Stored records:
//! The streaming turn job — one visitor prompt, one assistant answer.
//!
//! A turn moves through `building-prompt → streaming → finalizing`. The
//! prompt phase is never retried; the streaming phase is re-run per the
//! [`retry`](crate::retry) table. Every outcome, success or failure, is
//! reported on the session's broadcast channel.

use std::sync::Arc;
use tracing::{debug, error, info, warn};

use namecard_core::error::{Error, StoreError};
use namecard_core::event::{ChatEvent, ChatHub, channel_name};
use namecard_core::message::Role;
use namecard_core::profile::Profile;
use namecard_core::provider::{
    CompletionRequest, PromptMessage, Provider, ToolDefinition,
};
use namecard_core::store::CardStore;

use crate::{prompt, retry, tools};

/// How many prior messages are replayed as context.
pub const HISTORY_LIMIT: usize = 10;

/// Published when prompt building fails; not retried.
const PROMPT_FAILED_MESSAGE: &str = "处理消息时出现错误,请重试。";
/// Published when streaming fails after all retry attempts.
const TURN_FAILED_MESSAGE: &str = "抱歉,我遇到了一些问题,请稍后再试。";

/// Executes conversational turns against a session's assistant.
///
/// One runner is shared by all sessions; turns carry no state between
/// invocations beyond what the store holds.
pub struct TurnRunner {
    provider: Arc<dyn Provider>,
    store: Arc<dyn CardStore>,
    hub: Arc<ChatHub>,
    model: String,
    temperature: f32,
    max_tokens: u32,
    max_tool_rounds: u32,
}

/// Everything the streaming phase needs, captured once so retries are
/// idempotent: the user message is persisted exactly once and the history
/// snapshot never includes it.
struct TurnSetup {
    session_id: i64,
    profile: Profile,
    system_prompt: String,
    tools: Vec<ToolDefinition>,
    history: Vec<PromptMessage>,
    prompt: String,
}

impl TurnRunner {
    pub fn new(
        provider: Arc<dyn Provider>,
        store: Arc<dyn CardStore>,
        hub: Arc<ChatHub>,
        model: impl Into<String>,
    ) -> Self {
        Self {
            provider,
            store,
            hub,
            model: model.into(),
            temperature: 0.7,
            max_tokens: 2000,
            max_tool_rounds: 8,
        }
    }

    pub fn with_temperature(mut self, temperature: f32) -> Self {
        self.temperature = temperature;
        self
    }

    pub fn with_max_tokens(mut self, max_tokens: u32) -> Self {
        self.max_tokens = max_tokens;
        self
    }

    pub fn with_max_tool_rounds(mut self, rounds: u32) -> Self {
        self.max_tool_rounds = rounds;
        self
    }

    /// Run one turn. Never returns an error: every failure is converted into
    /// a published `error` event on the session's channel.
    pub async fn run(&self, session_id: i64, user_prompt: &str) {
        info!(
            channel = %channel_name(session_id),
            prompt_len = user_prompt.len(),
            "Starting assistant turn"
        );

        // ── building-prompt ──
        let setup = match self.prepare(session_id, user_prompt).await {
            Ok(setup) => setup,
            Err(e) => {
                error!(session_id, error = %e, "Prompt building failed");
                self.publish_error(session_id, PROMPT_FAILED_MESSAGE);
                return;
            }
        };

        // ── streaming / finalizing, with retry ──
        let mut attempt = 1;
        loop {
            match self.stream_turn(&setup).await {
                Ok(()) => return,
                Err(e) => match retry::backoff_after(&e, attempt) {
                    Some(wait) => {
                        warn!(
                            session_id,
                            attempt,
                            wait_secs = wait.as_secs(),
                            error = %e,
                            "Turn failed, re-running"
                        );
                        attempt += 1;
                        tokio::time::sleep(wait).await;
                    }
                    None => {
                        error!(session_id, attempt, error = %e, "Turn failed permanently");
                        self.publish_error(session_id, TURN_FAILED_MESSAGE);
                        return;
                    }
                },
            }
        }
    }

    /// Load the session, build the prompt, snapshot history, and persist the
    /// user message. Failures here are terminal for the turn.
    async fn prepare(&self, session_id: i64, user_prompt: &str) -> Result<TurnSetup, Error> {
        let session = self
            .store
            .session(session_id)
            .await?
            .ok_or(StoreError::SessionNotFound(session_id))?;
        let profile = self
            .store
            .profile(session.profile_id)
            .await?
            .ok_or(StoreError::ProfileNotFound(session.profile_id))?;

        let organization = match profile.organization_id {
            Some(org_id) => self.store.organization(org_id).await?,
            None => None,
        };
        let team_count = match profile.organization_id {
            Some(org_id) => self.store.approved_members(org_id).await?.len(),
            None => 0,
        };

        let system_prompt = prompt::system_prompt(&profile, organization.as_ref(), team_count);
        let tools = prompt::tool_definitions();

        // Snapshot history before persisting the new user message so a
        // retried stream phase sees the same context.
        let history: Vec<PromptMessage> = self
            .store
            .recent_messages(session_id, HISTORY_LIMIT)
            .await?
            .iter()
            .map(PromptMessage::from)
            .collect();

        self.store
            .append_message(session_id, Role::User, user_prompt)
            .await?;

        Ok(TurnSetup {
            session_id,
            profile,
            system_prompt,
            tools,
            history,
            prompt: user_prompt.to_string(),
        })
    }

    /// The streaming phase: forward fragments and tool calls as events,
    /// then persist and announce the assistant message.
    async fn stream_turn(&self, setup: &TurnSetup) -> Result<(), Error> {
        let mut messages = Vec::with_capacity(setup.history.len() + 2);
        messages.push(PromptMessage::system(&setup.system_prompt));
        messages.extend(setup.history.iter().cloned());
        messages.push(PromptMessage::user(&setup.prompt));

        let mut full_content = String::new();

        for round in 0..self.max_tool_rounds {
            let request = CompletionRequest {
                model: self.model.clone(),
                messages: messages.clone(),
                temperature: self.temperature,
                max_tokens: Some(self.max_tokens),
                tools: setup.tools.clone(),
            };

            let mut rx = self.provider.stream(request).await?;

            let mut round_text = String::new();
            let mut tool_calls = Vec::new();
            while let Some(chunk) = rx.recv().await {
                let chunk = chunk?;
                if let Some(fragment) = chunk.content {
                    full_content.push_str(&fragment);
                    round_text.push_str(&fragment);
                    self.hub
                        .publish(setup.session_id, ChatEvent::AssistantChunk { chunk: fragment });
                }
                if chunk.done {
                    tool_calls = chunk.tool_calls;
                    break;
                }
            }

            if tool_calls.is_empty() {
                break;
            }

            debug!(
                session_id = setup.session_id,
                round,
                count = tool_calls.len(),
                "Executing tool calls"
            );

            messages.push(PromptMessage::assistant_with_calls(
                round_text,
                tool_calls.clone(),
            ));

            for call in &tool_calls {
                let arguments: serde_json::Value =
                    serde_json::from_str(&call.arguments).unwrap_or_default();
                info!(tool = %call.name, session_id = setup.session_id, "Tool called");

                self.hub.publish(
                    setup.session_id,
                    ChatEvent::ToolCall {
                        tool_name: call.name.clone(),
                        arguments: arguments.clone(),
                    },
                );

                let result =
                    tools::dispatch(self.store.as_ref(), &setup.profile, &call.name, &arguments)
                        .await;

                // A successful recommendation additionally pushes the card
                // itself, independent of the generic tool result.
                if tools::ToolKind::from_name(&call.name)
                    == Some(tools::ToolKind::RecommendTeamMember)
                    && let Some((card, reason)) = member_card_from_result(&result)
                {
                    self.hub
                        .publish(setup.session_id, ChatEvent::MemberCard { profile: card, reason });
                }

                messages.push(PromptMessage::tool_result(&call.id, &result));
            }
        }

        // ── finalizing ──
        let message = self
            .store
            .append_message(setup.session_id, Role::Assistant, &full_content)
            .await?;

        self.hub.publish(
            setup.session_id,
            ChatEvent::AssistantDone {
                id: message.id,
                content: message.content,
                created_at: message.created_at.to_rfc3339(),
            },
        );

        Ok(())
    }

    fn publish_error(&self, session_id: i64, message: &str) {
        self.hub.publish(
            session_id,
            ChatEvent::Error {
                message: message.into(),
            },
        );
    }
}

/// Extract the card payload from a successful `recommend_team_member` result.
fn member_card_from_result(result: &str) -> Option<(serde_json::Value, String)> {
    let value: serde_json::Value = serde_json::from_str(result).ok()?;
    if value["success"] != serde_json::Value::Bool(true) {
        return None;
    }
    let card = value.get("profile")?.clone();
    let reason = value["reason"].as_str().unwrap_or_default().to_string();
    Some((card, reason))
}
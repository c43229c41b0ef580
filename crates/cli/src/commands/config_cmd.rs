//! `namecard config` — show the active configuration or write a default file.

use namecard_config::AppConfig;

pub fn run(init: bool) -> anyhow::Result<()> {
    let path = AppConfig::config_path();

    if init {
        if path.exists() {
            println!("Config already exists at {}", path.display());
            return Ok(());
        }
        AppConfig::default().save_to(&path)?;
        println!("Wrote default config to {}", path.display());
        return Ok(());
    }

    let config = AppConfig::load()?;
    println!("Config file: {}", path.display());
    // Debug output redacts the API key and WeChat secret
    println!("{config:#?}");
    Ok(())
}
//! `namecard status` — a quick look at what is configured.

use namecard_config::AppConfig;

pub fn run() -> anyhow::Result<()> {
    let path = AppConfig::config_path();
    let config = AppConfig::load()?;

    println!("namecard status");
    println!("  config file:  {} ({})", path.display(), if path.exists() { "present" } else { "absent, using defaults" });
    println!("  provider:     {} @ {}", config.provider.model, config.provider.base_url);
    println!("  api key:      {}", if config.provider.api_key.is_some() { "set" } else { "NOT SET" });
    println!("  wechat:       {}", if config.wechat_configured() { "configured" } else { "not configured" });
    println!("  store:        {} ({})", config.store.backend, config.store.path);
    println!("  gateway:      {}:{}", config.gateway.host, config.gateway.port);

    match config.validate() {
        Ok(()) => println!("  validation:   ok"),
        Err(e) => println!("  validation:   FAILED — {e}"),
    }

    Ok(())
}
//! Demo seed data — a default organization with a small team.
//!
//! Used by `namecard serve --seed-demo` and by tests that want a populated
//! store without hand-building profiles.

use namecard_core::error::StoreError;
use namecard_core::profile::{CaseStudy, Honor, Organization, Profile, ProfileStats};
use namecard_core::store::CardStore;
use tracing::info;

/// Seed a default organization and three member profiles.
///
/// Returns the ids of the organization and the approved members
/// (张伟, 李娜); the third member (王强) stays pending.
pub async fn seed_demo(store: &dyn CardStore) -> Result<(i64, Vec<i64>), StoreError> {
    let org = store
        .insert_organization(Organization::new("人脉主页", 1))
        .await?;

    let mut zhang = Profile::new("张伟", "高级合伙人").with_organization(org.id);
    zhang.company = Some("明衡律师事务所".into());
    zhang.department = Some("知识产权部".into());
    zhang.bio = Some("专注知识产权诉讼十余年，代理多起具有行业影响力的专利纠纷案件。".into());
    zhang.specializations = Profile::parse_specializations("知识产权、专利诉讼、商标维权");
    zhang.stats = ProfileStats {
        years_experience: 12,
        cases_handled: 320,
        clients_served: 180,
        success_rate: 95.0,
    };
    zhang.email = Some("zhangwei@example.com".into());
    zhang.location = Some("北京".into());
    zhang.case_studies.push(CaseStudy {
        title: "某科技公司专利侵权案".into(),
        category: "专利诉讼".into(),
        date: Some("2024-06".into()),
        description: "代理原告获得全额赔偿，确立了行业内对等同侵权认定的参考标准。".into(),
    });
    zhang.honors.push(Honor {
        title: "年度知识产权律师".into(),
        organization: "全国律协".into(),
        date: Some("2023".into()),
        description: "因在专利诉讼领域的突出表现获评年度知识产权律师。".into(),
    });
    zhang.approve();
    let zhang = store.insert_profile(zhang).await?;

    let mut li = Profile::new("李娜", "合伙人").with_organization(org.id);
    li.company = Some("明衡律师事务所".into());
    li.department = Some("公司业务部".into());
    li.bio = Some("擅长公司治理与并购交易，服务多家上市公司。".into());
    li.specializations = Profile::parse_specializations("合同法、公司治理、并购重组");
    li.stats = ProfileStats {
        years_experience: 9,
        cases_handled: 210,
        clients_served: 120,
        success_rate: 92.0,
    };
    li.location = Some("上海".into());
    li.approve();
    let li = store.insert_profile(li).await?;

    let mut wang = Profile::new("王强", "执业律师").with_organization(org.id);
    wang.specializations = Profile::parse_specializations("劳动仲裁");
    wang.stats = ProfileStats {
        years_experience: 3,
        cases_handled: 40,
        clients_served: 35,
        success_rate: 88.0,
    };
    store.insert_profile(wang).await?;

    info!(
        organization = org.id,
        invite_token = %org.invite_token,
        "Seeded demo organization"
    );

    Ok((org.id, vec![zhang.id, li.id]))
}
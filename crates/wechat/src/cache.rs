//! A small TTL cache for upstream tokens.
//!
//! Safe under concurrent access; last-writer-wins is acceptable because
//! concurrently fetched values are equivalent upstream tokens with their own
//! expiry. Uses `tokio::time::Instant` so tests can drive the clock.

use std::collections::HashMap;
use tokio::sync::RwLock;
use tokio::time::{Duration, Instant};

struct CacheEntry {
    value: String,
    expires_at: Instant,
}

/// String values with independent per-key TTLs.
pub struct TokenCache {
    entries: RwLock<HashMap<String, CacheEntry>>,
}

impl TokenCache {
    pub fn new() -> Self {
        Self {
            entries: RwLock::new(HashMap::new()),
        }
    }

    /// A cached value, or `None` on miss or expiry.
    pub async fn get(&self, key: &str) -> Option<String> {
        let entries = self.entries.read().await;
        let entry = entries.get(key)?;
        if Instant::now() >= entry.expires_at {
            return None;
        }
        Some(entry.value.clone())
    }

    /// Cache a value for `ttl` from now.
    pub async fn put(&self, key: &str, value: &str, ttl: Duration) {
        let mut entries = self.entries.write().await;
        entries.insert(
            key.to_string(),
            CacheEntry {
                value: value.to_string(),
                expires_at: Instant::now() + ttl,
            },
        );
    }
}

impl Default for TokenCache {
    fn default() -> Self {
        Self::new()
    }
}
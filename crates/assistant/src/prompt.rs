//! System prompt and tool descriptors for the card assistant.
//!
//! Pure functions of the profile: no I/O, no side effects. The prompt casts
//! the assistant as an introducer, not a professional advisor.

use namecard_core::profile::{Organization, Profile};
use namecard_core::provider::ToolDefinition;

/// Render the assistant's system prompt for one profile.
///
/// Missing optional fields fall back to fixed placeholder text rather than
/// leaking empty interpolations into the prompt.
pub fn system_prompt(
    profile: &Profile,
    organization: Option<&Organization>,
    team_count: usize,
) -> String {
    let name = &profile.full_name;
    let company = profile.company.as_deref().unwrap_or("未设置");
    let department = profile.department.as_deref().unwrap_or("未设置");
    let bio = profile.bio.as_deref().unwrap_or("暂无简介");
    let organization_info = match organization {
        Some(org) => format!("所属组织：{}", org.name),
        None => "暂无组织信息".to_string(),
    };
    let specializations = profile.specializations.join("、");

    format!(
        "你是{name}的**智能名片助手**，负责协助访客了解{name}和团队的基本信息。

## 📋 你的身份定位：
- 你是一个**名片助手**，不是专业顾问或咨询师
- 你的作用是**介绍和引荐**，而不是提供专业意见或解决方案
- 你可以介绍专业背景，但**不要**提供具体的专业建议、法律意见或技术方案

## 👤 专业人士信息：
- 姓名：{name}
- 职位：{title}
- 公司：{company}
- 部门：{department}
- {organization_info}
- 专业领域：{specializations}
- 简介：{bio}
- 执业年限：{years}年
- 成功案例：{cases}个
- 服务客户：{clients}位

## 👥 团队信息：
- 团队成员数量：{team_count}人

## ✅ 你应该做的：
1. **介绍背景**：介绍{name}的专业背景、经验和擅长领域
2. **了解需求**：询问访客的需求，了解他们想要什么样的帮助
3. **推荐联系**：根据访客需求，推荐合适的团队成员
4. **使用工具**：
   - 使用 `get_profile_info` 获取详细的个人信息
   - 使用 `get_team_members` 查看团队成员列表
   - 使用 `recommend_team_member` 推荐最合适的团队成员

## ❌ 你不应该做的：
1. **不要提供专业咨询**：不要回答具体的专业问题（如法律咨询、技术方案等）
2. **不要做承诺**：不要承诺能处理什么案件或提供什么服务
3. **不要自称专家**：不要说\"我可以帮您\"、\"我们可以处理\"，而应该说\"{name}擅长这个领域，我可以为您推荐\"
4. **不要直接回答专业问题**：遇到专业问题时，应该说\"这是一个专业问题，建议您直接联系{name}或相关专家\"

## 💬 回答风格：
- 简洁友好，重点突出
- 使用 Markdown 格式（标题、列表、加粗等）
- 主动询问访客需求
- 及时推荐合适的人选
- 始终记住：你是**引荐者**，不是**服务提供者**

## 📝 对话示例：
**错误示例❌**：
访客：\"你们能处理知识产权案件吗？\"
你：\"当然可以！我们团队在知识产权领域有丰富的经验...\"

**正确示例✅**：
访客：\"你们能处理知识产权案件吗？\"
你：\"感谢您的咨询！{name}的团队确实有知识产权方面的专业人士。让我为您查看一下团队中谁最合适为您提供帮助。您方便简单描述一下您的需求吗？\"
[然后使用 get_team_members 查看团队，再用 recommend_team_member 推荐]",
        title = profile.title,
        years = profile.stats.years_experience,
        cases = profile.stats.cases_handled,
        clients = profile.stats.clients_served,
    )
}

/// The fixed set of three tools the assistant can call.
pub fn tool_definitions() -> Vec<ToolDefinition> {
    vec![
        ToolDefinition {
            name: "get_profile_info".into(),
            description: "获取当前专业人士的详细信息，包括案例、荣誉等".into(),
            parameters: serde_json::json!({
                "type": "object",
                "properties": {
                    "include_cases": {
                        "type": "boolean",
                        "description": "是否包含案例研究"
                    },
                    "include_honors": {
                        "type": "boolean",
                        "description": "是否包含荣誉奖项"
                    }
                }
            }),
        },
        ToolDefinition {
            name: "get_team_members".into(),
            description: "获取所属组织的团队成员列表，可以按专业领域筛选".into(),
            parameters: serde_json::json!({
                "type": "object",
                "properties": {
                    "specialization": {
                        "type": "string",
                        "description": "筛选特定专业领域的成员，例如\"知识产权\"、\"合同法\"等"
                    },
                    "limit": {
                        "type": "integer",
                        "description": "返回的成员数量限制，默认10"
                    }
                }
            }),
        },
        ToolDefinition {
            name: "recommend_team_member".into(),
            description: "推荐一个团队成员给访客，系统会展示该成员的名片。只有在确定推荐某位成员时才调用此工具。".into(),
            parameters: serde_json::json!({
                "type": "object",
                "properties": {
                    "profile_id": {
                        "type": "integer",
                        "description": "要推荐的团队成员的 profile_id"
                    },
                    "reason": {
                        "type": "string",
                        "description": "推荐理由，简短说明为什么推荐这位成员"
                    }
                },
                "required": ["profile_id", "reason"]
            }),
        },
    ]
}

#[cfg(test)]
mod tests {
    use super::*;
    use namecard_core::profile::ProfileStats;

    fn sample_profile() -> Profile {
        let mut profile = Profile::new("张伟", "高级合伙人");
        profile.specializations = vec!["知识产权".into(), "专利诉讼".into()];
        profile.stats = ProfileStats {
            years_experience: 12,
            cases_handled: 320,
            clients_served: 180,
            success_rate: 95.0,
        };
        profile
    }

    #[test]
    fn prompt_contains_profile_fields() {
        let profile = sample_profile();
        let prompt = system_prompt(&profile, None, 0);

        assert!(prompt.contains("张伟"));
        assert!(prompt.contains("高级合伙人"));
        assert!(prompt.contains("知识产权、专利诉讼"));
        assert!(prompt.contains("执业年限：12年"));
        assert!(prompt.contains("成功案例：320个"));
        assert!(prompt.contains("团队成员数量：0人"));
    }

    #[test]
    fn prompt_falls_back_for_missing_fields() {
        let profile = sample_profile();
        let prompt = system_prompt(&profile, None, 0);

        assert!(prompt.contains("公司：未设置"));
        assert!(prompt.contains("部门：未设置"));
        assert!(prompt.contains("暂无简介"));
        assert!(prompt.contains("暂无组织信息"));
    }

    #[test]
    fn prompt_names_organization_when_present() {
        let profile = sample_profile();
        let org = Organization::new("人脉主页", 1);
        let prompt = system_prompt(&profile, Some(&org), 5);

        assert!(prompt.contains("所属组织：人脉主页"));
        assert!(prompt.contains("团队成员数量：5人"));
        assert!(!prompt.contains("暂无组织信息"));
    }

    #[test]
    fn exactly_three_tools() {
        let tools = tool_definitions();
        assert_eq!(tools.len(), 3);
        let names: Vec<&str> = tools.iter().map(|t| t.name.as_str()).collect();
        assert_eq!(
            names,
            vec!["get_profile_info", "get_team_members", "recommend_team_member"]
        );
    }

    #[test]
    fn recommend_tool_requires_profile_id_and_reason() {
        let tools = tool_definitions();
        let recommend = tools.iter().find(|t| t.name == "recommend_team_member").unwrap();
        let required = recommend.parameters["required"].as_array().unwrap();
        assert!(required.contains(&serde_json::json!("profile_id")));
        assert!(required.contains(&serde_json::json!("reason")));
    }

    #[test]
    fn prompt_is_deterministic() {
        let profile = sample_profile();
        assert_eq!(system_prompt(&profile, None, 3), system_prompt(&profile, None, 3));
    }
}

◆ TASK DETAILS ◆
Line count for "fails": report how many lines in the data above include it, with no other words.

◆ WRITTEN ANSWER ◆
2